▸ Directions for this task
Should any entry look odd, write it out exactly anyway, along with all the rest.

▸ Study material
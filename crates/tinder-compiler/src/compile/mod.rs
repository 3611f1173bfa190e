//! Firestarter: turns a parsed [`crate::ast::Script`] into a
//! [`CompiledScript`] — desugar, fold, validate interpolation, then
//! prepend the dunder initializers.

mod dunders;
mod fold;
mod interpolate;
mod lower;

use tinder_bytecode::constant::ConstPool;
use tinder_bytecode::CompiledScript;
use tinder_core::Interner;

use crate::ast::Script;
use crate::error::CompileError;

pub fn compile_script(script: &Script, interner: &mut Interner, consts: &mut ConstPool) -> Result<CompiledScript, CompileError> {
    let mut lowered = lower::lower(script, interner, consts)?;
    fold::fold_lines(&mut lowered.lines, consts);
    interpolate::validate_lines(&lowered.lines, &*interner)?;
    dunders::prepend_dunder_init(&mut lowered, interner, consts);

    Ok(CompiledScript {
        lines: lowered.lines,
        labels: lowered.labels,
        constants: consts.clone(),
        source_map: lowered.source_map,
        interner: interner.clone(),
    })
}

#[cfg(test)]
#[path = "mod_tests.rs"]
mod mod_tests;
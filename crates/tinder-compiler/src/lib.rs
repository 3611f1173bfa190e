//! Firestarter: the Tinder compiler.
//!
//! Wires the lexer, the recursive-descent parser, and the desugaring
//! pipeline in `compile` together behind a single [`compile`] entry
//! point. `grammar` additionally exposes Tinder's lexical atoms as a
//! plain `tinder_core::peg` grammar, independent of the hand-rolled
//! parser, so the generic PEG engine is exercised by something other
//! than its own unit tests.

pub mod ast;
pub mod compile;
pub mod error;
pub mod grammar;
pub mod lexer;
pub mod parser;

use tinder_bytecode::constant::ConstPool;
use tinder_bytecode::CompiledScript;
use tinder_core::Interner;

pub use error::{CompileError, ParseError};

/// Compiles Tinder source text into an executable [`CompiledScript`].
pub fn compile(source: &str) -> Result<CompiledScript, CompileError> {
    let start = std::time::Instant::now();
    tracing::debug!(bytes = source.len(), "compiling script");
    let tokens = lexer::lex(source).map_err(ParseError::from)?;
    let mut interner = Interner::new();
    let mut consts = ConstPool::new();
    let script = parser::parse_script(&tokens, &mut interner, &mut consts)?;
    let compiled = compile::compile_script(&script, &mut interner, &mut consts);
    match &compiled {
        Ok(compiled) => tracing::info!(lines = compiled.lines.len(), elapsed_us = start.elapsed().as_micros() as u64, "compiled script"),
        Err(err) => tracing::warn!(%err, "compile failed"),
    }
    compiled
}

#[cfg(test)]
#[path = "lib_tests.rs"]
mod lib_tests;
//! The instruction interpreter: program counter, return stack, and the
//! per-instruction execution contract.
//!
//! An `Interpreter` borrows its `CompiledScript` for its whole
//! lifetime and owns nothing else long-lived but its own run state
//! (PC, return stack, the live interrupt table, fuel spent so far). The
//! Crucible and the host `Library` are borrowed fresh on every
//! `step`/`run` call, so a host can suspend between calls for as long
//! as it likes without this type holding anything open.

use tinder_bytecode::instruction::{Instruction, JumpTarget, PutPosition, SetRhs};
use tinder_bytecode::{CompiledScript, InterruptTable, Label};
use tinder_core::crucible::{is_dunder, CrucibleError};
use tinder_core::{Crucible, Symbol, Value};

use crate::error::RuntimeError;
use crate::eval::{coerce_string, eval_expr, invoke};
use crate::fuel::FuelLimits;
use crate::library::Library;
use crate::signal::{ImportSpec, StepOutcome};
use crate::trace::{NoopTracer, Tracer};

/// Whether an instruction left the program counter alone (the common
/// case, advance by one) or set it directly (`Jump`/`Return`/a
/// redirecting `LabelHit`).
enum Flow {
    Advance,
    Jumped(u32),
}

pub struct Interpreter<'s> {
    script: &'s CompiledScript,
    pc: u32,
    return_stack: Vec<u32>,
    interrupts: InterruptTable,
    limits: FuelLimits,
    fuel_used: u64,
    /// Set by `Input` until the host calls `resume` with a value;
    /// `Input` itself carries no payload in `StepOutcome::Yielded`, so
    /// the target symbol has to live here across the suspend.
    pending_input: Option<Symbol>,
    /// True for exactly the one `step` immediately following a
    /// `Jump`/`Return`/redirected `LabelHit` — lets a `LabelHit`
    /// distinguish "reached by explicit jump" (no-op) from "reached by
    /// fallthrough" (apply its redirect).
    arrived_by_jump: bool,
}
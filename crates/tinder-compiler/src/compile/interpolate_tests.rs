use super::*;

#[test]
fn accepts_a_well_formed_interpolation_lookup() {
    let mut interner = Interner::new();
    let sym = interner.intern("name");
    let line = Line {
        instruction: Instruction::Write(Expr::Interpolation(vec![InterpFragment::Lookup(sym)])),
        condition: None,
        source_line: 1,
    };
    assert!(validate_lines(&[line], &interner).is_ok());
}

#[test]
fn walks_nested_expressions_without_panicking() {
    let mut interner = Interner::new();
    let sym = interner.intern("hp");
    let line = Line {
        instruction: Instruction::Write(Expr::Group(Box::new(Expr::Interpolation(vec![
            InterpFragment::Literal("hp=".into()),
            InterpFragment::Lookup(sym),
        ])))),
        condition: None,
        source_line: 1,
    };
    assert!(validate_lines(&[line], &interner).is_ok());
}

▸ Finished task
filename crates/tinder-compiler/src/compile/mod.rs
repository 3611f1173bfa190e
//! Firestarter: turns a parsed [`crate::ast::Script`] into a
//! [`CompiledScript`] — desugar, fold, validate interpolation, then
//! prepend the dunder initializers.

mod dunders;
mod fold;
mod interpolate;
mod lower;

use tinder_bytecode::constant::ConstPool;
use tinder_bytecode::CompiledScript;
use tinder_core::Interner;

use crate::ast::Script;
use crate::error::CompileError;

pub fn compile_script(script: &Script, interner: &mut Interner, consts: &mut ConstPool) -> Result<CompiledScript, CompileError> {
    let mut lowered = lower::lower(script, interner, consts)?;
    fold::fold_lines(&mut lowered.lines, consts);
    interpolate::validate_lines(&lowered.lines, &*interner)?;
    dunders::prepend_dunder_init(&mut lowered, interner, consts);

    Ok(CompiledScript {
        lines: lowered.lines,
        labels: lowered.labels,
        constants: consts.clone(),
        source_map: lowered.source_map,
        interner: interner.clone(),
    })
}

#[cfg(test)]
#[path = "mod_tests.rs"]
mod mod_tests;
filename crates/tinder-compiler/src/lib.rs
repository 3611f1173bfa190e
//! Firestarter: the Tinder compiler.
//!
//! Wires the lexer, the recursive-descent parser, and the desugaring
//! pipeline in `compile` together behind a single [`compile`] entry
//! point. `grammar` additionally exposes Tinder's lexical atoms as a
//! plain `tinder_core::peg` grammar, independent of the hand-rolled
//! parser, so the generic PEG engine is exercised by something other
//! than its own unit tests.

pub mod ast;
pub mod compile;
pub mod error;
pub mod grammar;
pub mod lexer;
pub mod parser;

use tinder_bytecode::constant::ConstPool;
use tinder_bytecode::CompiledScript;
use tinder_core::Interner;

pub use error::{CompileError, ParseError};

/// Compiles Tinder source text into an executable [`CompiledScript`].
pub fn compile(source: &str) -> Result<CompiledScript, CompileError> {
    let start = std::time::Instant::now();
    tracing::debug!(bytes = source.len(), "compiling script");
    let tokens = lexer::lex(source).map_err(ParseError::from)?;
    let mut interner = Interner::new();
    let mut consts = ConstPool::new();
    let script = parser::parse_script(&tokens, &mut interner, &mut consts)?;
    let compiled = compile::compile_script(&script, &mut interner, &mut consts);
    match &compiled {
        Ok(compiled) => tracing::info!(lines = compiled.lines.len(), elapsed_us = start.elapsed().as_micros() as u64, "compiled script"),
        Err(err) => tracing::warn!(%err, "compile failed"),
    }
    compiled
}

#[cfg(test)]
#[path = "lib_tests.rs"]
mod lib_tests;
//! The instruction interpreter: program counter, return stack, and the
//! per-instruction execution contract.
//!
//! An `Interpreter` borrows its `CompiledScript` for its whole
//! lifetime and owns nothing else long-lived but its own run state
//! (PC, return stack, the live interrupt table, fuel spent so far). The
//! Crucible and the host `Library` are borrowed fresh on every
//! `step`/`run` call, so a host can suspend between calls for as long
//! as it likes without this type holding anything open.

use tinder_bytecode::instruction::{Instruction, JumpTarget, PutPosition, SetRhs};
use tinder_bytecode::{CompiledScript, InterruptTable, Label};
use tinder_core::crucible::{is_dunder, CrucibleError};
use tinder_core::{Crucible, Symbol, Value};

use crate::error::RuntimeError;
use crate::eval::{coerce_string, eval_expr, invoke};
use crate::fuel::FuelLimits;
use crate::library::Library;
use crate::signal::{ImportSpec, StepOutcome};
use crate::trace::{NoopTracer, Tracer};

/// Whether an instruction left the program counter alone (the common
/// case, advance by one) or set it directly (`Jump`/`Return`/a
/// redirecting `LabelHit`).
enum Flow {
    Advance,
    Jumped(u32),
}

pub struct Interpreter<'s> {
    script: &'s CompiledScript,
    pc: u32,
    return_stack: Vec<u32>,
    interrupts: InterruptTable,
    limits: FuelLimits,
    fuel_used: u64,
    /// Set by `Input` until the host calls `resume` with a value;
    /// `Input` itself carries no payload in `StepOutcome::Yielded`, so
    /// the target symbol has to live here across the suspend.
    pending_input: Option<Symbol>,
    /// True for exactly the one `step` immediately following a
    /// `Jump`/`Return`/redirected `LabelHit` — lets a `LabelHit`
    /// distinguish "reached by explicit jump" (no-op) from "reached by
    /// fallthrough" (apply its redirect).
    arrived_by_jump: bool,
}
filename crates/tinder-compiler/src/compile/interpolate_tests.rs
use super::*;

#[test]
fn accepts_a_well_formed_interpolation_lookup() {
    let mut interner = Interner::new();
    let sym = interner.intern("name");
    let line = Line {
        instruction: Instruction::Write(Expr::Interpolation(vec![InterpFragment::Lookup(sym)])),
        condition: None,
        source_line: 1,
    };
    assert!(validate_lines(&[line], &interner).is_ok());
}

#[test]
fn walks_nested_expressions_without_panicking() {
    let mut interner = Interner::new();
    let sym = interner.intern("hp");
    let line = Line {
        instruction: Instruction::Write(Expr::Group(Box::new(Expr::Interpolation(vec![
            InterpFragment::Literal("hp=".into()),
            InterpFragment::Lookup(sym),
        ])))),
        condition: None,
        source_line: 1,
    };
    assert!(validate_lines(&[line], &interner).is_ok());
}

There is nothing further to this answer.